Post hoc data boost voclosporin efficacy for severe lupus nephritis

Audrey Abella
14 Dec 2022
Post hoc data boost voclosporin efficacy for severe lupus nephritis

In the post hoc analysis of the AURORA 1 and 2 trials, the novel calcineurin inhibitor voclosporin was effective in achieving complete renal response (CRR)* in individuals with severe lupus nephritis** (LN).

“The treatment benefit of voclosporin was observed in patients with severe disease across the 3-year treatment period,” said Dr Hanni Menn-Josephy from the Boston University School of Medicine, Boston, Massachusetts, US, during her presentation at ASN Kidney Week 2022.

More voclosporin-treated patients achieved CRR compared with those in the control arm at month 12 (47 percent vs 22 percent; odds ratio [OR], 4.41; p=0.008). These percentages improved by month 24 (57 percent vs 35 percent; OR, 3.08; p=0.022) and were sustained by month 36 (53 percent vs 35 percent; OR, 2.92; p=0.036). [ASN Kidney Week 2022, session FR-OR58]

Mean corrected estimated glomerular filtration rate (eGFR) and serum creatinine level were also stable throughout the study. These effects were sustained during the follow-up visit 4 weeks after treatment discontinuation.


Clinically meaningful results

In the phase III AURORA 1 study (n=179 [voclosporin] and 178 [control]), the addition of voclosporin (23.7 mg BID) to mycophenolate mofetil (MMF) and low-dose steroids led to significantly greater reductions in proteinuria and increased CRR rates in LN patients. The primary efficacy endpoint of CRR at month 12 was achieved in 41 percent of voclosporin recipients as opposed to 22 percent in the control arm (OR, 2.65; p<0.0001). [Lancet 2021;397:2070-2080]

“[These findings correlate with the] treatment goals for patients with LN, which include reducing proteinuria to preserve kidney function and to limit progression to end-stage kidney disease (ESKD),” said Menn-Josephy.

Patients who completed treatment in AURORA 1 were enrolled in AURORA 2, continuing the same dose of blinded therapy for 2 more years (n=116 [voclosporin] and 100 [control]). After 4 months of treatment, about 80 percent of patients were receiving <5 mg prednisone daily, which was maintained throughout AURORA 1 and 2 up until week 52.

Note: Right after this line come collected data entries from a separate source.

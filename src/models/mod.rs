pub mod relay;
pub mod response;
pub mod submission;

pub use relay::{RelayOutcome, RelayPayload};
pub use response::SubmissionResponse;
pub use submission::{RawFields, SubmissionRequest};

The current 36-month analysis comprised patients from AURORA 2 who had severe LN (n=47 and 37 in the voclosporin and control arms, respectively). Mean eGFR was well-balanced between arms (79 vs 82 mL/min/1.73 m2), as was mean urine-protein creatinine ratio (UPCR; 1.1 vs 1.5 mg/mg).

There were comparable rates of adverse events (AEs) between the voclosporin and control arms (98 percent vs 97 percent), with infections being the most common type of AE. Two serious AEs (coronavirus infection) occurred in each arm. No deaths were reported in either arm.

“[Our findings showed that] patients with severe LN who were treated with voclosporin in combination with MMF and low-dose steroids achieved higher CRR rates … compared with patients receiving MMF and low-dose steroids only over a 3-year follow-up period,” said Menn-Josephy. The eGFR and serum creatinine remained stable over time, with similar safety outcomes in both arms.

LN may progress to irreversible renal tissue damage if poorly controlled. “[These findings are] clinically meaningful, given that patients with severe disease are at higher risk of worse long-term outcomes and ESKD development,” said Menn-Josephy.